Your task = In the data below, one line contains "let mut x = vec![0u8; n * g];" and a later one contains "fn swapped_x2(n: usize, io: KernelIo<'_>)". Print both, with every line between them, exactly and alone.
▼▼▼
//! Sizing configuration shared by every resource descriptor.
//!
//! Defaults match the common accelerator vector width of four lanes. A config
//! can be loaded from JSON or layered from `VTENSOR_*` environment variables;
//! [`StorageConfig::global`] resolves the environment once per process.

use serde::{Deserialize, Serialize};
use thiserror::Error;

use crate::descriptor::StorageKind;

/// How ranks above the packed four-component limit are handled.
#[derive(Debug, Clone, Copy, PartialEq, Eq, Hash, Default, Serialize, Deserialize)]
#[serde(rename_all = "snake_case")]
pub enum RankPolicy {
    /// Fail with [`crate::ShapeError::RankTooLarge`].
    #[default]
    Reject,
    /// Collapse the leading axes into the batch axis.
    Fold,
}

/// Parameters consumed by [`crate::ResourceDescriptor`].
#[derive(Debug, Clone, Copy, PartialEq, Eq, Serialize, Deserialize)]
#[serde(default)]
pub struct StorageConfig {
    /// Lane count the padded axis is aligned to. Must be a power of two.
    pub vector_width: usize,
    pub rank_policy: RankPolicy,
    /// Storage kind used when options do not name one.
    pub default_storage: StorageKind,
}

impl Default for StorageConfig {
    fn default() -> Self {
        StorageConfig {
            vector_width: 4,
            rank_policy: RankPolicy::Reject,
            default_storage: StorageKind::Texture3D,
        }
    }
}

#[derive(Debug, Error)]
pub enum ConfigError {
    #[error("json error: {0}")]
    Json(#[from] serde_json::Error),
    #[error("vector width must be a non-zero power of two, got {0}")]
    InvalidVectorWidth(usize),
    #[error("{var}={value:?} is not a recognised value")]
    InvalidValue { var: &'static str, value: String },
}

impl StorageConfig {
    /// Parses and validates a JSON document; missing fields take defaults.
    pub fn from_json_str(json: &str) -> Result<Self, ConfigError> {
        let config: StorageConfig = serde_json::from_str(json)?;
        config.validate()?;
        Ok(config)
    }

    /// Layers `VTENSOR_VECTOR_WIDTH`, `VTENSOR_RANK_POLICY` and `VTENSOR_STORAGE`
    /// over the defaults.
    pub fn from_env() -> Result<Self, ConfigError> {
        Self::from_lookup(|name| std::env::var(name).ok())
    }

    /// Same as [`StorageConfig::from_env`] with an injectable variable source.
    pub fn from_lookup<F>(lookup: F) -> Result<Self, ConfigError>
    where
        F: Fn(&str) -> Option<String>,
    {
        let mut config = StorageConfig::default();
        let var = |name: &str| lookup(name).filter(|value| !value.trim().is_empty());

        if let Some(value) = var("VTENSOR_VECTOR_WIDTH") {
            config.vector_width =
                value
                    .trim()
                    .parse()
                    .map_err(|_| ConfigError::InvalidValue {
                        var: "VTENSOR_VECTOR_WIDTH",
                        value: value.clone(),
                    })?;
        }
        if let Some(value) = var("VTENSOR_RANK_POLICY") {
            config.rank_policy = match value.trim().to_ascii_lowercase().as_str() {
                "reject" => RankPolicy::Reject,
                "fold" => RankPolicy::Fold,
                _ => {
                    return Err(ConfigError::InvalidValue {
                        var: "VTENSOR_RANK_POLICY",
                        value,
                    })
                }
            };
        }
        if let Some(value) = var("VTENSOR_STORAGE") {
            config.default_storage = match value.trim().to_ascii_lowercase().as_str() {
                "texture3d" | "texture_3d" => StorageKind::Texture3D,
                "texture2d" | "texture_2d" => StorageKind::Texture2D,
                "buffer" => StorageKind::Buffer,
                _ => {
                    return Err(ConfigError::InvalidValue {
                        var: "VTENSOR_STORAGE",
                        value,
                    })
                }
            };
        }

        config.validate()?;
        Ok(config)
    }

    pub fn validate(&self) -> Result<(), ConfigError> {
        if !self.vector_width.is_power_of_two() {
            return Err(ConfigError::InvalidVectorWidth(self.vector_width));
        }
        Ok(())
    }

    /// Process-wide config resolved from the environment on first use.
    pub fn global() -> &'static StorageConfig {
        crate::env::storage_config()
    }
}

#[cfg(test)]
mod tests {
    use super::*;
    use std::collections::HashMap;

    fn lookup(pairs: &[(&str, &str)]) -> impl Fn(&str) -> Option<String> {
        let map: HashMap<String, String> = pairs
            .iter()
            .map(|(k, v)| (k.to_string(), v.to_string()))
            .collect();
        move |name| map.get(name).cloned()
    }

    #[test]
    fn empty_environment_yields_defaults() {
        let config = StorageConfig::from_lookup(lookup(&[])).unwrap();
        assert_eq!(config, StorageConfig::default());
    }

    #[test]
    fn environment_overrides_each_field() {
        let config = StorageConfig::from_lookup(lookup(&[
            ("VTENSOR_VECTOR_WIDTH", "8"),
            ("VTENSOR_RANK_POLICY", "Fold"),
            ("VTENSOR_STORAGE", "buffer"),
        ]))
        .unwrap();
        assert_eq!(config.vector_width, 8);
        assert_eq!(config.rank_policy, RankPolicy::Fold);
        assert_eq!(config.default_storage, StorageKind::Buffer);
    }

    #[test]
    fn blank_values_are_ignored() {
        let config = StorageConfig::from_lookup(lookup(&[("VTENSOR_VECTOR_WIDTH", "  ")])).unwrap();
        assert_eq!(config.vector_width, 4);
    }

    #[test]
    fn rejects_non_power_of_two_width() {
        let err = StorageConfig::from_lookup(lookup(&[("VTENSOR_VECTOR_WIDTH", "6")])).unwrap_err();
        assert!(matches!(err, ConfigError::InvalidVectorWidth(6)));
    }

    #[test]
    fn rejects_unknown_policy() {
        let err = StorageConfig::from_lookup(lookup(&[("VTENSOR_RANK_POLICY", "truncate")]))
            .unwrap_err();
        assert!(matches!(
            err,
            ConfigError::InvalidValue {
                var: "VTENSOR_RANK_POLICY",
                ..
            }
        ));
    }

    #[test]
    fn json_fills_missing_fields_with_defaults() {
        let config = StorageConfig::from_json_str(r#"{"rank_policy": "fold"}"#).unwrap();
        assert_eq!(config.rank_policy, RankPolicy::Fold);
        assert_eq!(config.vector_width, 4);
        assert_eq!(config.default_storage, StorageKind::Texture3D);
    }

    #[test]
    fn json_rejects_zero_width() {
        let err = StorageConfig::from_json_str(r#"{"vector_width": 0}"#).unwrap_err();
        assert!(matches!(err, ConfigError::InvalidVectorWidth(0)));
    }
}
//! Lookup-table normalization of quantized indices.
//!
//! Each input byte selects a 32-bit weight from a 256-entry table. Outputs
//! are the weights rescaled so the whole row sums to roughly 256:
//! `y[i] = min(255, round(256 * t[x[i]] / sum))` with `sum = Σ t[x[i]]`.
//!
//! Callers keep `256 * sum` within `u32`; the test harness draws weights from
//! `[1, u32::MAX / (257 * n)]` for that reason.

use crate::io::KernelIo;

fn prepare(kernel: &str, n: usize, io: &KernelIo<'_>) {
    assert!(n != 0, "{kernel}: n must be non-zero");
    io.check_len(kernel, n);
}

fn weight_sum(input: &[u8], table: &[u32; 256]) -> u64 {
    input.iter().map(|&x| u64::from(table[usize::from(x)])).sum()
}

/// Reference kernel using plain 64-bit division.
pub fn u8lut32norm_scalar(n: usize, table: &[u32; 256], io: KernelIo<'_>) {
    prepare("u8lut32norm", n, &io);
    match io {
        KernelIo::Separate { input, output } => {
            let sum = weight_sum(input, table);
            assert!(sum != 0, "u8lut32norm: weights sum to zero");
            for (out, &x) in output.iter_mut().zip(input) {
                *out = normalize(u64::from(table[usize::from(x)]), sum);
            }
        }
        KernelIo::InPlace(buffer) => {
            let sum = weight_sum(buffer, table);
            assert!(sum != 0, "u8lut32norm: weights sum to zero");
            for value in buffer.iter_mut() {
                *value = normalize(u64::from(table[usize::from(*value)]), sum);
            }
        }
    }
}

fn normalize(weight: u64, sum: u64) -> u8 {
    let q = ((weight << 8) + sum / 2) / sum;
    q.min(255) as u8
}

/// Kernel that replaces the per-element division with a multiply-shift
/// reciprocal of the row sum.
pub fn u8lut32norm(n: usize, table: &[u32; 256], io: KernelIo<'_>) {
    prepare("u8lut32norm", n, &io);
    match io {
        KernelIo::Separate { input, output } => {
            let divisor = RowDivisor::for_row(input, table);
            for (out, &x) in output.iter_mut().zip(input) {
                *out = divisor.normalize(table[usize::from(x)]);
            }
        }
        KernelIo::InPlace(buffer) => {
            let divisor = RowDivisor::for_row(buffer, table);
            for value in buffer.iter_mut() {
                *value = divisor.normalize(table[usize::from(*value)]);
            }
        }
    }
}

struct RowDivisor {
    sum: u32,
    reciprocal: Reciprocal,
}

impl RowDivisor {
    fn for_row(input: &[u8], table: &[u32; 256]) -> Self {
        let mut lanes = [0u64; 4];
        let mut chunks = input.chunks_exact(4);
        for chunk in &mut chunks {
            for (lane, &x) in lanes.iter_mut().zip(chunk) {
                *lane += u64::from(table[usize::from(x)]);
            }
        }
        let sum = lanes.iter().sum::<u64>() + weight_sum(chunks.remainder(), table);
        assert!(sum != 0, "u8lut32norm: weights sum to zero");
        assert!(
            sum <= u64::from(u32::MAX),
            "u8lut32norm: weight sum {sum} exceeds 32 bits"
        );
        let sum = sum as u32;
        RowDivisor {
            sum,
            reciprocal: Reciprocal::new(sum),
        }
    }

    fn normalize(&self, weight: u32) -> u8 {
        let numerator = (u64::from(weight) << 8) + u64::from(self.sum / 2);
        let q = match u32::try_from(numerator) {
            Ok(numerator) => self.reciprocal.divide(numerator),
            // Only reachable when the caller ignores the weight bound.
            Err(_) => (numerator / u64::from(self.sum)).min(255) as u32,
        };
        q.min(255) as u8
    }
}

/// Precomputed `n / d` for a fixed 32-bit divisor (Granlund–Montgomery).
#[derive(Debug, Clone, Copy, PartialEq, Eq)]
pub struct Reciprocal {
    multiplier: u32,
    shift1: u32,
    shift2: u32,
}

impl Reciprocal {
    pub fn new(divisor: u32) -> Self {
        assert!(divisor != 0, "division by zero");
        if divisor == 1 {
            return Reciprocal {
                multiplier: 1,
                shift1: 0,
                shift2: 0,
            };
        }
        let log2_ceil_minus_1 = 31 - (divisor - 1).leading_zeros();
        let high = (2u64 << log2_ceil_minus_1) - u64::from(divisor);
        let multiplier = ((high << 32) / u64::from(divisor) + 1) as u32;
        Reciprocal {
            multiplier,
            shift1: 1,
            shift2: log2_ceil_minus_1,
        }
    }

    pub fn divide(&self, n: u32) -> u32 {
        let t = ((u64::from(n) * u64::from(self.multiplier)) >> 32) as u32;
        (t + ((n - t) >> self.shift1)) >> self.shift2
    }
}

#[cfg(test)]
mod tests {
    use super::*;
    use proptest::prelude::*;

    #[test]
    fn single_weight_saturates() {
        let mut table = [0u32; 256];
        table[3] = 5;
        let input = [3u8];
        let mut output = [0u8];
        u8lut32norm(1, &table, KernelIo::separate(&input, &mut output));
        assert_eq!(output, [255]);
    }

    #[test]
    fn uniform_weights_split_evenly() {
        let table = [1000u32; 256];
        for n in [2usize, 3, 4, 16, 100] {
            let input: Vec<u8> = (0..n).map(|i| i as u8).collect();
            let mut output = vec![0u8; n];
            u8lut32norm(n, &table, KernelIo::separate(&input, &mut output));
            let expected = ((256.0 / n as f64).round() as u32).min(255) as u8;
            assert!(output.iter().all(|&y| y == expected), "n={n}: {output:?}");
        }
    }

    #[test]
    fn in_place_reads_before_writing() {
        let table: [u32; 256] = std::array::from_fn(|i| i as u32 + 1);
        let input: Vec<u8> = (0..40).map(|i| (i * 13) as u8).collect();
        let mut expected = vec![0u8; input.len()];
        u8lut32norm_scalar(input.len(), &table, KernelIo::separate(&input, &mut expected));

        let mut buffer = input.clone();
        u8lut32norm(buffer.len(), &table, KernelIo::in_place(&mut buffer));
        assert_eq!(buffer, expected);
    }

    #[test]
    fn reciprocal_handles_edge_divisors() {
        for d in [1u32, 2, 3, 7, 255, 256, 257, 65_535, u32::MAX / 2 + 1, u32::MAX] {
            let r = Reciprocal::new(d);
            for n in [0u32, 1, d - 1, d, d.wrapping_add(1), u32::MAX / 3, u32::MAX] {
                assert_eq!(r.divide(n), n / d, "{n} / {d}");
            }
        }
    }

    #[test]
    #[should_panic(expected = "sum to zero")]
    fn zero_weights_are_a_contract_violation() {
        let table = [0u32; 256];
        let mut buffer = [1u8, 2];
        u8lut32norm(2, &table, KernelIo::in_place(&mut buffer));
    }

    proptest! {
        #[test]
        fn reciprocal_matches_division(d in 1u32.., n in any::<u32>()) {
            prop_assert_eq!(Reciprocal::new(d).divide(n), n / d);
        }

        #[test]
        fn optimized_matches_scalar(
            input in prop::collection::vec(any::<u8>(), 1..200),
            seed in any::<u32>(),
        ) {
            let n = input.len();
            let max_weight = u32::MAX / (257 * n as u32);
            let table: [u32; 256] = std::array::from_fn(|i| {
                (seed.wrapping_mul(2_654_435_761).wrapping_add(i as u32 * 40_503)) % max_weight + 1
            });
            let mut expected = vec![0u8; n];
            let mut actual = vec![0xA5u8; n];
            u8lut32norm_scalar(n, &table, KernelIo::separate(&input, &mut expected));
            u8lut32norm(n, &table, KernelIo::separate(&input, &mut actual));
            prop_assert_eq!(actual, expected);
        }
    }
}
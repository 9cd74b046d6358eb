use std::sync::OnceLock;

use crate::config::StorageConfig;

static VTENSOR_CONFIG: OnceLock<StorageConfig> = OnceLock::new();

pub(crate) fn storage_config() -> &'static StorageConfig {
    VTENSOR_CONFIG.get_or_init(|| match StorageConfig::from_env() {
        Ok(config) => config,
        Err(err) => {
            tracing::warn!(error = %err, "ignoring invalid VTENSOR_* configuration");
            StorageConfig::default()
        }
    })
}
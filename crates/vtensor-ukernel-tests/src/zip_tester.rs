//! Randomized tester for the interleave kernels.

use rand::rngs::StdRng;
use rand::{Rng, SeedableRng};
use vtensor_ukernels::{KernelIo, XZipCFunction, XZipVFunction};

use crate::seed::test_seed;

/// Builder describing one batch of interleave checks.
///
/// Each iteration fills `g` planes of `n` random bytes, runs the kernel, and
/// compares every output byte with `x[j * n + i]`.
#[derive(Debug, Clone)]
pub struct ZipMicrokernelTester {
    n: usize,
    g: usize,
    inplace: bool,
    iterations: usize,
    seed: u64,
}

impl Default for ZipMicrokernelTester {
    fn default() -> Self {
        ZipMicrokernelTester {
            n: 1,
            g: 1,
            inplace: false,
            iterations: 15,
            seed: test_seed(),
        }
    }
}

impl ZipMicrokernelTester {
    pub fn new() -> Self {
        Self::default()
    }

    pub fn n(mut self, n: usize) -> Self {
        assert!(n != 0);
        self.n = n;
        self
    }

    pub fn g(mut self, g: usize) -> Self {
        assert!(g != 0);
        self.g = g;
        self
    }

    pub fn inplace(mut self, inplace: bool) -> Self {
        self.inplace = inplace;
        self
    }

    pub fn iterations(mut self, iterations: usize) -> Self {
        self.iterations = iterations;
        self
    }

    pub fn seed(mut self, seed: u64) -> Self {
        self.seed = seed;
        self
    }

    /// Checks a fixed-group kernel; `g` must be 2, 3 or 4.
    pub fn test_xzc(&self, kernel: XZipCFunction) {
        assert!((2..=4).contains(&self.g), "fixed zip kernels take g in 2..=4");
        self.run(|n, io| kernel(n, io));
    }

    /// Checks a variable-group kernel; `g` is passed as `m` and must be >= 4.
    pub fn test_xzv(&self, kernel: XZipVFunction) {
        assert!(self.g >= 4, "variable zip kernels take g >= 4");
        let m = self.g;
        self.run(|n, io| kernel(n, m, io));
    }

    fn run(&self, kernel: impl Fn(usize, KernelIo<'_>)) {
        let (n, g) = (self.n, self.g);
        let mut rng = StdRng::seed_from_u64(self.seed);
        let mut x = vec![0u8; n * g];
        let mut y = vec![0u8; n * g];

        for iteration in 0..self.iterations {
            rng.fill(x.as_mut_slice());
            if self.inplace {
                y.copy_from_slice(&x);
                kernel(n, KernelIo::in_place(&mut y));
            } else {
                y.fill(0xA5);
                kernel(n, KernelIo::separate(&x, &mut y));
            }

            for i in 0..n {
                for j in 0..g {
                    assert_eq!(
                        y[i * g + j],
                        x[j * n + i],
                        "output[{}] (row {i}, plane {j}) mismatch: n={n} g={g} inplace={} \
                         iteration={iteration} seed={}",
                        i * g + j,
                        self.inplace,
                        self.seed
                    );
                }
            }
        }
    }
}

#[cfg(test)]
mod tests {
    use super::*;

    fn swapped_x2(n: usize, io: KernelIo<'_>) {
        if let KernelIo::Separate { input, output } = io {
            for i in 0..n {
                output[2 * i] = input[n + i];
                output[2 * i + 1] = input[i];
            }
        }
    }

    #[test]
    fn accepts_reference_kernel() {
        ZipMicrokernelTester::new()
            .n(9)
            .g(3)
            .seed(1)
            .test_xzc(vtensor_ukernels::zip::x3_scalar);
    }

    #[test]
    #[should_panic(expected = "seed=11")]
    fn reports_seed_on_mismatch() {
        ZipMicrokernelTester::new()
            .n(4)
            .g(2)
            .seed(11)
            .test_xzc(swapped_x2);
    }
}
use smallvec::SmallVec;

/// Scratch copy of an aliased input; small kernels stay on the stack.
pub(crate) type Scratch = SmallVec<[u8; 512]>;

/// Input and output bytes handed to a microkernel.
///
/// Rust cannot express an output slice overlapping a live input slice, so
/// in-place operation is its own variant instead of two aliasing pointers.
#[derive(Debug)]
pub enum KernelIo<'a> {
    Separate { input: &'a [u8], output: &'a mut [u8] },
    /// Output overwrites the input.
    InPlace(&'a mut [u8]),
}

impl<'a> KernelIo<'a> {
    pub fn separate(input: &'a [u8], output: &'a mut [u8]) -> Self {
        KernelIo::Separate { input, output }
    }

    pub fn in_place(buffer: &'a mut [u8]) -> Self {
        KernelIo::InPlace(buffer)
    }

    pub fn is_in_place(&self) -> bool {
        matches!(self, KernelIo::InPlace(_))
    }

    pub fn input_len(&self) -> usize {
        match self {
            KernelIo::Separate { input, .. } => input.len(),
            KernelIo::InPlace(buffer) => buffer.len(),
        }
    }

    pub fn output_len(&self) -> usize {
        match self {
            KernelIo::Separate { output, .. } => output.len(),
            KernelIo::InPlace(buffer) => buffer.len(),
        }
    }

    /// Panics unless both sides hold exactly `len` bytes.
    pub(crate) fn check_len(&self, kernel: &str, len: usize) {
        assert_eq!(self.input_len(), len, "{kernel}: input length");
        assert_eq!(self.output_len(), len, "{kernel}: output length");
    }

    /// Splits into disjoint input and output, staging an aliased input in
    /// `scratch`.
    pub(crate) fn split<'s>(self, scratch: &'s mut Scratch) -> (&'s [u8], &'s mut [u8])
    where
        'a: 's,
    {
        match self {
            KernelIo::Separate { input, output } => (input, output),
            KernelIo::InPlace(buffer) => {
                scratch.clear();
                scratch.extend_from_slice(buffer);
                (&scratch[..], buffer)
            }
        }
    }
}

#[cfg(test)]
mod tests {
    use super::*;

    #[test]
    fn separate_io_reports_both_sides() {
        let input = [1u8, 2, 3];
        let mut output = [0u8; 3];
        let io = KernelIo::separate(&input, &mut output);
        assert!(!io.is_in_place());
        assert_eq!((io.input_len(), io.output_len()), (3, 3));
    }

    #[test]
    fn in_place_split_stages_input() {
        let mut buffer = [4u8, 5, 6, 7];
        let io = KernelIo::in_place(&mut buffer);
        assert!(io.is_in_place());
        let mut scratch = Scratch::new();
        let (input, output) = io.split(&mut scratch);
        output.fill(0);
        assert_eq!(input, &[4, 5, 6, 7]);
        assert_eq!(buffer, [0; 4]);
    }

    #[test]
    #[should_panic(expected = "x2: output length")]
    fn length_mismatch_panics() {
        let input = [0u8; 4];
        let mut output = [0u8; 3];
        KernelIo::separate(&input, &mut output).check_len("x2", 4);
    }
}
▲▲▲
Result below =
        let mut x = vec![0u8; n * g];
        let mut y = vec![0u8; n * g];

        for iteration in 0..self.iterations {
            rng.fill(x.as_mut_slice());
            if self.inplace {
                y.copy_from_slice(&x);
                kernel(n, KernelIo::in_place(&mut y));
            } else {
                y.fill(0xA5);
                kernel(n, KernelIo::separate(&x, &mut y));
            }

            for i in 0..n {
                for j in 0..g {
                    assert_eq!(
                        y[i * g + j],
                        x[j * n + i],
                        "output[{}] (row {i}, plane {j}) mismatch: n={n} g={g} inplace={} \
                         iteration={iteration} seed={}",
                        i * g + j,
                        self.inplace,
                        self.seed
                    );
                }
            }
        }
    }
}

#[cfg(test)]
mod tests {
    use super::*;

    fn swapped_x2(n: usize, io: KernelIo<'_>) {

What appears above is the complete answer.